YOUR INSTRUCTIONS:
Examine the records and identify each line that includes the string "payloads". Copy those lines.

------ DATA TO USE

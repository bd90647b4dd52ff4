//! Image payload types and upload validation.

use base64::engine::general_purpose::STANDARD as BASE64;
use base64::Engine as _;
use bytes::Bytes;
use serde::{Deserialize, Serialize};

use crate::error::ValidationError;

/// Hard ceiling on an accepted upload (3 MiB).
pub const MAX_UPLOAD_BYTES: usize = 3 * 1024 * 1024;

/// An image held in memory with its declared media type.
#[derive(Debug, Clone, PartialEq, Eq)]
pub struct ImageData {
    /// Encoded image bytes (JPEG, PNG, ...)
    pub data: Bytes,

    /// Media type, e.g. `image/jpeg`
    pub media_type: String,
}

impl ImageData {
    pub fn new(data: impl Into<Bytes>, media_type: impl Into<String>) -> Self {
        Self {
            data: data.into(),
            media_type: media_type.into(),
        }
    }

    /// Decode a base64 payload.
    pub fn from_base64(
        data: &str,
        media_type: impl Into<String>,
    ) -> Result<Self, ValidationError> {
        let bytes = BASE64
            .decode(data.trim().as_bytes())
            .map_err(|_| ValidationError::InvalidEncoding)?;
        Ok(Self::new(bytes, media_type))
    }

    /// Parse a `data:<media type>;base64,<payload>` URL.
    pub fn from_data_url(url: &str) -> Result<Self, ValidationError> {
        let rest = url
            .strip_prefix("data:")
            .ok_or(ValidationError::InvalidDataUrl)?;
        let (media_type, payload) = rest
            .split_once(";base64,")
            .ok_or(ValidationError::InvalidDataUrl)?;
        if media_type.is_empty() || payload.is_empty() {
            return Err(ValidationError::InvalidDataUrl);
        }
        Self::from_base64(payload, media_type)
    }

    /// Base64 encoding of the bytes.
    pub fn to_base64(&self) -> String {
        BASE64.encode(&self.data)
    }

    /// Render as a `data:` URL.
    pub fn to_data_url(&self) -> String {
        format!("data:{};base64,{}", self.media_type, self.to_base64())
    }

    pub fn len(&self) -> usize {
        self.data.len()
    }

    pub fn is_empty(&self) -> bool {
        self.data.is_empty()
    }
}

/// JSON wire form of an image: base64 data plus media type.
#[derive(Debug, Clone, PartialEq, Eq, Serialize, Deserialize)]
#[serde(rename_all = "camelCase")]
pub struct EncodedImage {
    pub data: String,
    pub mime_type: String,
}

impl EncodedImage {
    /// Decode and validate against the upload rules.
    pub fn decode(&self, max_bytes: usize) -> Result<ImageData, ValidationError> {
        if self.data.is_empty() {
            return Err(ValidationError::MissingImage);
        }
        check_media_type(&self.mime_type)?;
        let image = ImageData::from_base64(&self.data, self.mime_type.clone())?;
        validate_upload(&image.media_type, image.len(), max_bytes)?;
        Ok(image)
    }
}

impl From<&ImageData> for EncodedImage {
    fn from(image: &ImageData) -> Self {
        Self {
            data: image.to_base64(),
            mime_type: image.media_type.clone(),
        }
    }
}

/// Check an upload's declared media type and size.
///
/// Rejects empty payloads, media types that do not start with `image/`, and
/// payloads larger than `max_bytes`.
pub fn validate_upload(
    media_type: &str,
    size: usize,
    max_bytes: usize,
) -> Result<(), ValidationError> {
    check_media_type(media_type)?;

    if size == 0 {
        return Err(ValidationError::MissingImage);
    }

    if size > max_bytes {
        return Err(ValidationError::TooLarge { size, max_bytes });
    }

    Ok(())
}

fn check_media_type(media_type: &str) -> Result<(), ValidationError> {
    if !media_type.starts_with("image/") {
        return Err(ValidationError::NotAnImage {
            media_type: media_type.to_string(),
        });
    }
    Ok(())
}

------------

EXERCISE RESPONSE:
/// Rejects empty payloads, media types that do not start with `image/`, and
/// payloads larger than `max_bytes`.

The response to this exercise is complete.